**EXERCISE DATA:**
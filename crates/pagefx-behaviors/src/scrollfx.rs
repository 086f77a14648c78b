#![forbid(unsafe_code)]

//! Scroll-linked presentation toggles.
//!
//! Threshold comparisons against the current scroll offset, applied on every
//! scroll report with no throttling: header shadow, back-to-top visibility,
//! and the floating-nav section highlight. Smooth scrolling itself is the
//! host's concern; click handlers only return a [`ScrollRequest`] expressing
//! where to go.

use pagefx_core::{ElementId, Page};

const SCROLLED_CLASS: &str = "scrolled";
const VISIBLE_CLASS: &str = "visible";
const ACTIVE_CLASS: &str = "active";

/// How far below the real scroll position the floating nav "reads" the page.
const SECTION_PROBE_OFFSET: f32 = 150.0;

/// Slack above the first section within which it still counts as current.
const FIRST_SECTION_SLACK: f32 = 100.0;

// ---------------------------------------------------------------------------
// Simple toggles
// ---------------------------------------------------------------------------

/// Header shadow: `scrolled` iff the page is scrolled at all.
///
/// Also called once at init so a restored scroll position shows the shadow
/// immediately.
pub fn update_header_shadow(page: &mut Page, header: ElementId, scroll: f32) {
    if scroll > 0.0 {
        page.add_class(header, SCROLLED_CLASS);
    } else {
        page.remove_class(header, SCROLLED_CLASS);
    }
}

/// Back-to-top button: `visible` once the page is scrolled past one full
/// viewport height.
pub fn update_back_to_top(page: &mut Page, button: ElementId, scroll: f32, viewport_height: f32) {
    if scroll > viewport_height {
        page.add_class(button, VISIBLE_CLASS);
    } else {
        page.remove_class(button, VISIBLE_CLASS);
    }
}

/// A scroll destination the host should animate to.
#[derive(Debug, Clone, Copy, PartialEq, Eq)]
pub struct ScrollRequest {
    /// Target element; `None` means the top of the page.
    pub target: Option<ElementId>,
}

/// Back-to-top button clicked.
#[must_use]
pub fn back_to_top_request() -> ScrollRequest {
    ScrollRequest { target: None }
}

/// Scroll-down button clicked: head for the section with the given `id`
/// attribute, or nowhere when it does not exist.
#[must_use]
pub fn scroll_to_section(page: &Page, section_id: &str) -> Option<ScrollRequest> {
    page.element_by_id(section_id)
        .map(|target| ScrollRequest {
            target: Some(target),
        })
}

// ---------------------------------------------------------------------------
// Floating nav
// ---------------------------------------------------------------------------

/// Floating navigation: highlights the link of the section currently under
/// the (offset) scroll position.
#[derive(Debug, Clone)]
pub struct FloatingNav {
    /// `(link, section)` pairs in document order; only links whose fragment
    /// href resolved to a section are kept.
    entries: Vec<(ElementId, ElementId)>,
}

impl FloatingNav {
    /// Bind the anchors inside containers with `list_class`, resolving each
    /// `#fragment` href to the element with that `id` attribute. Anchors with
    /// no fragment href, or a fragment that matches nothing, are dropped.
    #[must_use]
    pub fn bind(page: &Page, list_class: &str) -> Self {
        let entries = crate::links::anchor_links(page, list_class)
            .into_iter()
            .filter_map(|link| {
                let href = page.attr(link, "href")?;
                let fragment = href.strip_prefix('#')?;
                let section = page.element_by_id(fragment)?;
                Some((link, section))
            })
            .collect();
        Self { entries }
    }

    /// Number of resolved link/section pairs.
    #[must_use]
    pub fn len(&self) -> usize {
        self.entries.len()
    }

    #[must_use]
    pub fn is_empty(&self) -> bool {
        self.entries.is_empty()
    }

    /// Re-evaluate the highlight for the given scroll offset.
    ///
    /// `section_top` maps a section to its document-space top. The current
    /// section is the last one whose top is at or above `scroll + 150`;
    /// near the very top of the page the first section wins; in the dead zone
    /// just above the first section, nothing is highlighted (as observed in
    /// the page this replaces).
    pub fn update(&self, page: &mut Page, section_top: impl Fn(ElementId) -> f32, scroll: f32) {
        if self.entries.is_empty() {
            return;
        }
        let probe = scroll + SECTION_PROBE_OFFSET;

        let mut current = self
            .entries
            .iter()
            .rev()
            .find(|(_, section)| probe >= section_top(*section))
            .map(|&(link, _)| link);

        let first_top = section_top(self.entries[0].1);
        if probe < first_top - FIRST_SECTION_SLACK {
            current = Some(self.entries[0].0);
        }

        for &(link, _) in &self.entries {
            page.remove_class(link, ACTIVE_CLASS);
        }
        if let Some(link) = current {
            page.add_class(link, ACTIVE_CLASS);
        }
    }
}

// ---------------------------------------------------------------------------
// Tests
// ---------------------------------------------------------------------------

#[cfg(test)]
mod tests {
    use super::*;

    #[test]
    fn header_shadow_threshold() {
        let mut page = Page::new();
        let header = page.create_with("header", &["site-header"]);
        update_header_shadow(&mut page, header, 0.0);
        assert!(!page.has_class(header, "scrolled"));
        update_header_shadow(&mut page, header, 1.0);
        assert!(page.has_class(header, "scrolled"));
        update_header_shadow(&mut page, header, 0.0);
        assert!(!page.has_class(header, "scrolled"));
    }

    #[test]
    fn back_to_top_threshold_is_viewport_height() {
        let mut page = Page::new();
        let button = page.create_with("button", &["back-to-top"]);
        update_back_to_top(&mut page, button, 800.0, 800.0);
        assert!(!page.has_class(button, "visible"));
        update_back_to_top(&mut page, button, 801.0, 800.0);
        assert!(page.has_class(button, "visible"));
    }

    #[test]
    fn scroll_requests() {
        let mut page = Page::new();
        let section = page.create("section");
        page.set_attr(section, "id", "portfolio");
        assert_eq!(back_to_top_request().target, None);
        assert_eq!(
            scroll_to_section(&page, "portfolio").unwrap().target,
            Some(section)
        );
        assert!(scroll_to_section(&page, "missing").is_none());
    }

    /// Three sections at 0 / 1000 / 2000 with matching fragment links.
    fn floating_page() -> (Page, FloatingNav, Vec<ElementId>, Vec<ElementId>) {
        let mut page = Page::new();
        let mut sections = Vec::new();
        for name in ["intro", "work", "contact"] {
            let s = page.create("section");
            page.set_attr(s, "id", name);
            sections.push(s);
        }
        let list = page.create_with("ul", &["floating-nav-list"]);
        let links = ["#intro", "#work", "#contact"]
            .iter()
            .map(|href| {
                let a = page.create_in(list, "a");
                page.set_attr(a, "href", href);
                a
            })
            .collect();
        let nav = FloatingNav::bind(&page, "floating-nav-list");
        (page, nav, links, sections)
    }

    fn tops(sections: &[ElementId]) -> impl Fn(ElementId) -> f32 + '_ {
        move |id| {
            let i = sections.iter().position(|&s| s == id).unwrap();
            1000.0 * i as f32
        }
    }

    #[test]
    fn bind_resolves_fragments_only() {
        let (mut page, nav, _, _) = floating_page();
        assert_eq!(nav.len(), 3);
        let list = page.query_class("floating-nav-list")[0];
        let external = page.create_in(list, "a");
        page.set_attr(external, "href", "team.html");
        let dangling = page.create_in(list, "a");
        page.set_attr(dangling, "href", "#nowhere");
        assert_eq!(FloatingNav::bind(&page, "floating-nav-list").len(), 3);
    }

    #[test]
    fn last_section_at_or_above_probe_wins() {
        let (mut page, nav, links, sections) = floating_page();
        nav.update(&mut page, tops(&sections), 900.0);
        // probe = 1050 → section "work" (top 1000).
        assert!(!page.has_class(links[0], "active"));
        assert!(page.has_class(links[1], "active"));
        assert!(!page.has_class(links[2], "active"));
    }

    #[test]
    fn highlight_moves_and_clears_previous() {
        let (mut page, nav, links, sections) = floating_page();
        nav.update(&mut page, tops(&sections), 900.0);
        nav.update(&mut page, tops(&sections), 2500.0);
        assert!(!page.has_class(links[1], "active"));
        assert!(page.has_class(links[2], "active"));
    }

    #[test]
    fn top_of_page_highlights_first_section() {
        let (mut page, nav, links, sections) = floating_page();
        // Sections shifted so even the first starts below the probe.
        let shifted = move |id| tops(&sections)(id) + 500.0;
        nav.update(&mut page, shifted, 0.0);
        // probe = 150 < 500 - 100 → first section wins.
        assert!(page.has_class(links[0], "active"));
    }

    #[test]
    fn dead_zone_above_first_section_highlights_nothing() {
        let (mut page, nav, links, sections) = floating_page();
        let shifted = move |id| tops(&sections)(id) + 500.0;
        // probe = 450: not past the first section (500), not below the slack
        // boundary (400) either.
        nav.update(&mut page, shifted, 300.0);
        for link in links {
            assert!(!page.has_class(link, "active"));
        }
    }

    #[test]
    fn empty_nav_is_silent() {
        let mut page = Page::new();
        let nav = FloatingNav::bind(&page, "floating-nav-list");
        assert!(nav.is_empty());
        nav.update(&mut page, |_| 0.0, 100.0);
    }
}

**TASK STATEMENT:**
Write out exactly, please, the lines beginning at the start of the material and ending with the line that holds "of the page.", both included.

**WRITTEN RESPONSE:**
filename crates/pagefx-behaviors/src/scrollfx.rs
repository 086f77a14648c78b
#![forbid(unsafe_code)]

//! Scroll-linked presentation toggles.
//!
//! Threshold comparisons against the current scroll offset, applied on every
//! scroll report with no throttling: header shadow, back-to-top visibility,
//! and the floating-nav section highlight. Smooth scrolling itself is the
//! host's concern; click handlers only return a [`ScrollRequest`] expressing
//! where to go.

use pagefx_core::{ElementId, Page};

const SCROLLED_CLASS: &str = "scrolled";
const VISIBLE_CLASS: &str = "visible";
const ACTIVE_CLASS: &str = "active";

/// How far below the real scroll position the floating nav "reads" the page.
const SECTION_PROBE_OFFSET: f32 = 150.0;

/// Slack above the first section within which it still counts as current.
const FIRST_SECTION_SLACK: f32 = 100.0;

// ---------------------------------------------------------------------------
// Simple toggles
// ---------------------------------------------------------------------------

/// Header shadow: `scrolled` iff the page is scrolled at all.
///
/// Also called once at init so a restored scroll position shows the shadow
/// immediately.
pub fn update_header_shadow(page: &mut Page, header: ElementId, scroll: f32) {
    if scroll > 0.0 {
        page.add_class(header, SCROLLED_CLASS);
    } else {
        page.remove_class(header, SCROLLED_CLASS);
    }
}

/// Back-to-top button: `visible` once the page is scrolled past one full
/// viewport height.
pub fn update_back_to_top(page: &mut Page, button: ElementId, scroll: f32, viewport_height: f32) {
    if scroll > viewport_height {
        page.add_class(button, VISIBLE_CLASS);
    } else {
        page.remove_class(button, VISIBLE_CLASS);
    }
}

/// A scroll destination the host should animate to.
#[derive(Debug, Clone, Copy, PartialEq, Eq)]
pub struct ScrollRequest {
    /// Target element; `None` means the top of the page.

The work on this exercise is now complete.